EXERCISE DIRECTIONS:
Search the records for the string "derive", then copy each line that has it.

:: THE RECORDS

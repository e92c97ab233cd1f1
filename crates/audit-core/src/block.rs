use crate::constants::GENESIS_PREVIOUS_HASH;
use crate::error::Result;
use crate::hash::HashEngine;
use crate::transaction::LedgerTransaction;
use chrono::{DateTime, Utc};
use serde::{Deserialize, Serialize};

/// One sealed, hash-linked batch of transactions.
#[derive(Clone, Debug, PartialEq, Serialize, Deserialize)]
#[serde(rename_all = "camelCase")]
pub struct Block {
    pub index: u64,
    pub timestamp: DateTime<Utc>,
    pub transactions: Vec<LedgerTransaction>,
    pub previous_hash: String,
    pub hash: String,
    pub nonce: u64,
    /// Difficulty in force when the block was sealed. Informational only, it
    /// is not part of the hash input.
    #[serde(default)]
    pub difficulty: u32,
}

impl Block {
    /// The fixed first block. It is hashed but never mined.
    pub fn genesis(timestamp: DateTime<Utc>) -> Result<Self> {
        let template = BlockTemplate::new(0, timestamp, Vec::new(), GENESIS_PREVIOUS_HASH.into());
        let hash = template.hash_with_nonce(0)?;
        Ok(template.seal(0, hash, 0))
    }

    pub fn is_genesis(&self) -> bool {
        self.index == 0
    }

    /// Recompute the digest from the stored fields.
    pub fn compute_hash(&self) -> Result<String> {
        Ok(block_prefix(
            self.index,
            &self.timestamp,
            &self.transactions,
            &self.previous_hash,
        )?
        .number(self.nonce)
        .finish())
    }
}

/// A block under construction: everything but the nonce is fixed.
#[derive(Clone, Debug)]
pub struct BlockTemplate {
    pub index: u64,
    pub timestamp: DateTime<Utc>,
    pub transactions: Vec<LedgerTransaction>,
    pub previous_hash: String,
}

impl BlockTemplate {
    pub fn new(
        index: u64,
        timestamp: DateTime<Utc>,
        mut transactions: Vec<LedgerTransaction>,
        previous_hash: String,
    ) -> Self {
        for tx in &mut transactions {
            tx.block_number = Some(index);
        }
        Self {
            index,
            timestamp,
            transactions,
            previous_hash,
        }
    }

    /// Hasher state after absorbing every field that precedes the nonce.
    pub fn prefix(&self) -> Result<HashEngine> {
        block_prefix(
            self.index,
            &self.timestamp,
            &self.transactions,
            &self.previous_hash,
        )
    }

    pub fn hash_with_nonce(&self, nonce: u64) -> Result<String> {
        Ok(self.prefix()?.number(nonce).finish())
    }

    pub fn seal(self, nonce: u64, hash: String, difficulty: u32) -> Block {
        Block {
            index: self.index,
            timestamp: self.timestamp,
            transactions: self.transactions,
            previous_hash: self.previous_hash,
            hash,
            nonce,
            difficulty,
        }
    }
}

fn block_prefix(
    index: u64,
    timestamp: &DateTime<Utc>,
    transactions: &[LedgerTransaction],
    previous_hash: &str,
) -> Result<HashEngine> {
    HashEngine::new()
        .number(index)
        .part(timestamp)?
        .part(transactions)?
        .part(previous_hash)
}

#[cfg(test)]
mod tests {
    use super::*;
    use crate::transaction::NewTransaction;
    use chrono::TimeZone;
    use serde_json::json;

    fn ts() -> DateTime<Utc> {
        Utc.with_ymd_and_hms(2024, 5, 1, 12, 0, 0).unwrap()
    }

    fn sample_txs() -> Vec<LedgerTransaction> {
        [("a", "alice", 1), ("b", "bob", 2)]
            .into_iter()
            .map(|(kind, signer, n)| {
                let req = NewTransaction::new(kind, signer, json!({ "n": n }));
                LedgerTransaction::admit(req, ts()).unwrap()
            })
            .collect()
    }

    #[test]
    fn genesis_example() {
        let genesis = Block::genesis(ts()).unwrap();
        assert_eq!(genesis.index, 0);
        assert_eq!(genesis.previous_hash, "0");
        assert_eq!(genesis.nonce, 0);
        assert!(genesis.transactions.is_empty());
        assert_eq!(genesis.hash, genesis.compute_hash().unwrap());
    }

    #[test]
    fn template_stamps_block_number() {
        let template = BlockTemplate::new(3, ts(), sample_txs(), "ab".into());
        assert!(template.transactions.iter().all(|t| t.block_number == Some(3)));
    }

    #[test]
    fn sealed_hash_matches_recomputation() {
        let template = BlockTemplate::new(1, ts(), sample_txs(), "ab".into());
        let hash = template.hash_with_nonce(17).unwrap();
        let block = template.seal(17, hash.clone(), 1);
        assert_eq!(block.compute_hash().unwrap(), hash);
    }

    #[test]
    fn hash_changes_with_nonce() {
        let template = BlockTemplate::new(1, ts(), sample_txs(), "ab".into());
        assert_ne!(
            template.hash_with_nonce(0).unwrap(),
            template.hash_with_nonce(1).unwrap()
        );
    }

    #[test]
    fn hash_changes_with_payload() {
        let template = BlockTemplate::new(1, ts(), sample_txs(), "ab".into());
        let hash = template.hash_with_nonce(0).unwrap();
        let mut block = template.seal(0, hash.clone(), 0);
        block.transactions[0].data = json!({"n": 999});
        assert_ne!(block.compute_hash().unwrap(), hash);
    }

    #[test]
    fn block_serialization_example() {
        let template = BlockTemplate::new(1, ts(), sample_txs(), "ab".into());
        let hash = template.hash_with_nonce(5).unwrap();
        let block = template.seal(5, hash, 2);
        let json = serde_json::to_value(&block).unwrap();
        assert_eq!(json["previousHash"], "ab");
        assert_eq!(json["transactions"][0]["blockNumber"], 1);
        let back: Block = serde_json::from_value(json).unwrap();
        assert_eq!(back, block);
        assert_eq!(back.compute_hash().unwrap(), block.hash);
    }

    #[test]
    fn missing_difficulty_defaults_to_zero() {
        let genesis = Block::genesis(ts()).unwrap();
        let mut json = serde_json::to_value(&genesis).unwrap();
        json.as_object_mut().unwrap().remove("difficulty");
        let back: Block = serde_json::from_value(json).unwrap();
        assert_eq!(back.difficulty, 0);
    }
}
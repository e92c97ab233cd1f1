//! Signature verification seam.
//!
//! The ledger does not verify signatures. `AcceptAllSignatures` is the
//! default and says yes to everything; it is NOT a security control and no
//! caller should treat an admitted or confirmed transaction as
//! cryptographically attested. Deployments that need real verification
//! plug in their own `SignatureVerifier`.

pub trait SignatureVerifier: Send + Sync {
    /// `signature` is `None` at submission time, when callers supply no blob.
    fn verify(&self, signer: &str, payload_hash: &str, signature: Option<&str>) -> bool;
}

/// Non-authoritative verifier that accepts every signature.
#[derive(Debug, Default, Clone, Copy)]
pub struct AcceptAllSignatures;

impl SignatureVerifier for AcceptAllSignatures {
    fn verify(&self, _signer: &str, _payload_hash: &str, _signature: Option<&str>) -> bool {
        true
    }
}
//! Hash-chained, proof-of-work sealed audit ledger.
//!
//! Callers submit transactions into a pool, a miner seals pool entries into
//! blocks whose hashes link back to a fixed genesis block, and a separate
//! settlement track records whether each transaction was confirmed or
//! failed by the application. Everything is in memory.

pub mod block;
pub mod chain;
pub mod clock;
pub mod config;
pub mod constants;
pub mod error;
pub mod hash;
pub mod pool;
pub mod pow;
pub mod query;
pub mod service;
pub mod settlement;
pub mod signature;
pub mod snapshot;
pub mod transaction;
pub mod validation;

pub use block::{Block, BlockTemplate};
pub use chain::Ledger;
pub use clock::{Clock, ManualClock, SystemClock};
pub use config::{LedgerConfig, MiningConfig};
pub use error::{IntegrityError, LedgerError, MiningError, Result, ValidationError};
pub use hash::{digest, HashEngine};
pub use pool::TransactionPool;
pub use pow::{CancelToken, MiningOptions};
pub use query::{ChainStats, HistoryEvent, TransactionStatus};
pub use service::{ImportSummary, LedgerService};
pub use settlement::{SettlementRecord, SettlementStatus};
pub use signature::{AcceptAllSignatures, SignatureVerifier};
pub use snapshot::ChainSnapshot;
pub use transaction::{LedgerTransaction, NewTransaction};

::::

ANSWER FOR THE TASK:
#[derive(Clone, Debug, PartialEq, Serialize, Deserialize)]
#[derive(Clone, Debug)]
#[derive(Debug, Default, Clone, Copy)]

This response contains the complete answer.